The influential US venture capital firm Andreessen Horowitz, commonly known as a16z, which is based in Menlo Park, California, has just announced in a post on its corporate blog written by one of its founders, Ben Horowitz, that it is “moving to the cloud”.

Big deal, you might say, thousands of companies “are in the cloud”, in the sense that their computer systems, storage space, etc. are hosted by cloud providers that allow them to optimize their costs and let someone else deal with hardware problems. Cloud computing has been around for some time.

However, a16z isn’t moving its systems to the cloud — they’ve been there for many years — but something bigger: the company’s headquarters will be in the cloud, and it will open offices in various locations around the world to provide support and infrastructure for its partners and teams. In addition to the company’s existing offices in Menlo Park and San Francisco, it will be opening offices in Miami Beach, New York and Santa Monica, in order to configure the company’s ability to physically meet in different locations when needed.

Logically, the configuration of these offices is very different from that of a regular office, because the idea is not to provide a place for someone to sit for eight hours a day, but for occasional face-to-face activities: a meeting, a presentation or some other type of event that works best in person. Regular, day-to-day work becomes cloud-centric, as a result of a learning process carried out during the pandemic that has shown that managing a technology company remotely is easy. According to 16z, the result is not perfect, but it proves that fixing the cultural problems associated with remote work turns out to be much easier than fixing the employee satisfaction problems that come from forcing everyone to be physically in the office five days a week.

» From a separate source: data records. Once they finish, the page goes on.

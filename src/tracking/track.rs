// src/tracking/track.rs

use crate::geometry::{Point, Rect};
use crate::types::{Detection, ObjectClass};
use std::time::Instant;

/// A single tracked object. Owned exclusively by the `TrackStore`; every
/// mutation happens inside one apply-frame transaction in the engine, so the
/// alert and motion logic always read a consistent "previous" state.
#[derive(Debug, Clone)]
pub struct TrackedObject {
    /// Unique, monotonically assigned, never reused.
    pub id: u64,
    pub bbox: Rect,
    pub centroid: Point,
    /// Centroid as of the previous committed update.
    pub prev_centroid: Point,
    pub area: f32,
    pub class: ObjectClass,
    /// Most recent matched detector label, verbatim.
    pub label: String,
    /// Last successful match or creation. Non-decreasing while the record exists.
    pub last_seen: Instant,
    /// Last approach-alert firing; initialized to creation time.
    pub last_alert: Instant,
    /// Consecutive qualifying frames toward an approach alert.
    pub consecutive_alert_frames: u32,
    /// Consecutive frames holding the same signal color.
    pub signal_frames: u32,
    /// Frames since the last displacement sample.
    pub arrow_frames: u32,
    /// Anchor for displacement sampling; unset until the first matched frame.
    pub arrow_anchor: Option<Point>,
    /// Displacement arrow awaiting the renderer; cleared on consumption.
    pub pending_vector: Option<(Point, Point)>,
}

impl TrackedObject {
    pub fn new(id: u64, det: &Detection, now: Instant) -> Self {
        let centroid = det.bbox.centroid();
        Self {
            id,
            bbox: det.bbox,
            centroid,
            prev_centroid: centroid, // no motion yet
            area: det.bbox.area(),
            class: ObjectClass::from_label(&det.label),
            label: det.label.clone(),
            last_seen: now,
            last_alert: now,
            consecutive_alert_frames: 0,
            signal_frames: 0,
            arrow_frames: 0,
            arrow_anchor: None,
            pending_vector: None,
        }
    }

    /// Displacement magnitude of the last committed update.
    pub fn displacement(&self) -> f32 {
        self.prev_centroid.distance_to(self.centroid)
    }

    /// Start of the apply-frame transaction: a successor record with the box
    /// fields advanced to the matched detection and the debounce state
    /// carried over. The alert engine and motion builder then mutate the
    /// successor before it is committed back to the store in one `upsert`.
    pub fn advanced(&self, det: &Detection, now: Instant) -> TrackedObject {
        let mut next = self.clone();
        next.prev_centroid = self.centroid;
        next.bbox = det.bbox;
        next.centroid = det.bbox.centroid();
        next.area = det.bbox.area();
        next.class = ObjectClass::from_label(&det.label);
        next.label = det.label.clone();
        next.last_seen = now;
        next
    }
}
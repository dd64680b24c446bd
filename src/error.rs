// src/error.rs

use thiserror::Error;

#[derive(Debug, Error)]
pub enum Error {
    #[error("invalid configuration: {field}: {reason}")]
    InvalidConfig {
        field: &'static str,
        reason: String,
    },
}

The result, according to a16z, is that nearly all technology companies have moved to a remote or hybrid work approach, and this shift is profoundly weakening the network effect of Silicon Valley, the place where it was once virtually essential to move to if you wanted access to intellectual capital, funding and other resources. San Francisco now has office vacancy ratios of 24.2% in the second quarter of the year, up from 23.8% in the previous quarter, and businesses in areas that depend on workers in those buildings are finding it hard to make ends meet. The displacement of tech industry workers has also meant that areas considered typical for a second vacation home such as Lake Tahoe, more than two hundred miles away, are running out of properties, with prices skyrocketing due to demand from workers who want large homes with some land, a pool and enough space to set up a personal office, and who do not need to drive into the city often.

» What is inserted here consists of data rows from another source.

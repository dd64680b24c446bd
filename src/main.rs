// src/main.rs
//
// Demo driver. Stubs the external collaborators (vision feed, voice
// recognizer, speech, renderer) with a synthetic street scene: a car
// closing in on the viewer and a pedestrian light that flips from red to
// green. Real deployments replace this binary and feed SceneService from
// the actual pipeline.

use anyhow::Result;
use streetsense::{Config, Detection, Rect, SceneEvent, SceneService, SignalColor};
use tokio::time::{sleep, Duration};
use tracing::info;

/// Voice-recognizer side of the trigger contract: a transcript asks for the
/// traffic situation when it contains both keywords.
fn wants_traffic_summary(transcript: &str) -> bool {
    let lowered = transcript.to_lowercase();
    lowered.contains("traffic") && lowered.contains("situation")
}

#[tokio::main]
async fn main() -> Result<()> {
    tracing_subscriber::fmt()
        .with_env_filter(
            tracing_subscriber::EnvFilter::try_from_default_env()
                .unwrap_or_else(|_| "streetsense=info".into()),
        )
        .init();

    let config = match std::env::args().nth(1) {
        Some(path) => Config::load(&path)?,
        None => Config::default(),
    };
    info!("🚦 street scene tracker starting");

    let (service, mut events) = SceneService::new(config)?;

    // Speech and renderer stubs.
    let consumer = {
        let service = service.clone();
        tokio::spawn(async move {
            while let Some(event) = events.recv().await {
                match event {
                    SceneEvent::ApproachAlert { track_id, label } => {
                        info!("🔊 caution, a {} is approaching (track {})", label, track_id);
                    }
                    SceneEvent::SignalAlert { color } => match color {
                        SignalColor::Red => info!("🔊 the light is red, please wait"),
                        SignalColor::Green => info!("🔊 the light is green, you may cross"),
                    },
                    SceneEvent::TrafficSummary { text } => {
                        info!("🔊 {}", text);
                    }
                    SceneEvent::MotionVector { track_id, start, end } => {
                        info!(
                            "🎨 arrow for track {}: ({:.0},{:.0}) -> ({:.0},{:.0})",
                            track_id, start.x, start.y, end.x, end.y
                        );
                        service.vector_consumed(track_id).await;
                    }
                }
            }
        })
    };

    // Synthetic 30 fps feed, ~8 seconds of scene time.
    for frame in 0u32..240 {
        let t = frame as f32;
        let mut detections = Vec::new();

        // A car drifting toward the viewer: grows and descends steadily.
        if frame < 180 {
            let size = 90.0 + t * 1.2;
            detections.push(Detection::new(
                Rect::new(640.0 - size * 0.5, 200.0 + t * 2.0, size, size),
                "car",
                0.85,
            ));
        }
        // The pedestrian light across the street flips green mid-run.
        let light = if frame < 150 { "red light" } else { "green light" };
        detections.push(Detection::new(
            Rect::new(980.0, 120.0, 40.0, 90.0),
            light,
            0.9,
        ));

        service.process_frame(detections).await;

        // Two voice requests; the second lands inside the rate limit.
        if frame == 60 || frame == 90 {
            let transcript = "hey, how is the traffic situation?";
            if wants_traffic_summary(transcript) {
                service.request_summary().await;
            }
        }

        sleep(Duration::from_millis(33)).await;
    }

    let metrics = service.metrics_summary().await;
    info!(
        "done: {} frames, {} tracks created, {} expired, {} approach / {} signal alerts",
        metrics.frames,
        metrics.tracks_created,
        metrics.tracks_expired,
        metrics.approach_alerts,
        metrics.signal_alerts
    );

    // The consumer holds its own service handle for acknowledgements, so the
    // channel stays open; give it a moment to drain, then stop it.
    sleep(Duration::from_millis(200)).await;
    consumer.abort();
    let _ = consumer.await;
    Ok(())
}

In another note, a16z says “the company of the future is default global”, and mentions the cases of recently created outfits that are not linked to the city or the place where their founder or founders live, but start from the very first moment to hire workers regardless of their place of residence, in different cities or countries around the world. The article reviews the software and tools needs of these types of companies where the founder does not have to physically meet the staff in order to work with them.

The entry reminds me powerfully of some conversations I have had on a regular basis with Phil Libin, who after many years of activity in Silicon Valley, made the decision during the pandemic to create his new company, mmhmm, in a completely distributed way, and in fact, moved himself and his family to Arkansas: the people he has been hiring since then are based all over the world, have adopted methodologies that allow them to be perfectly operational and efficient without being physically together in a building, and he gets access to talent and a much higher employee satisfaction.

Obviously, not all companies can operate in this way. But I have no doubt that it will be a model that we will see more and more of over time, and that will prove its efficiency or its superiority as it becomes more and more widespread.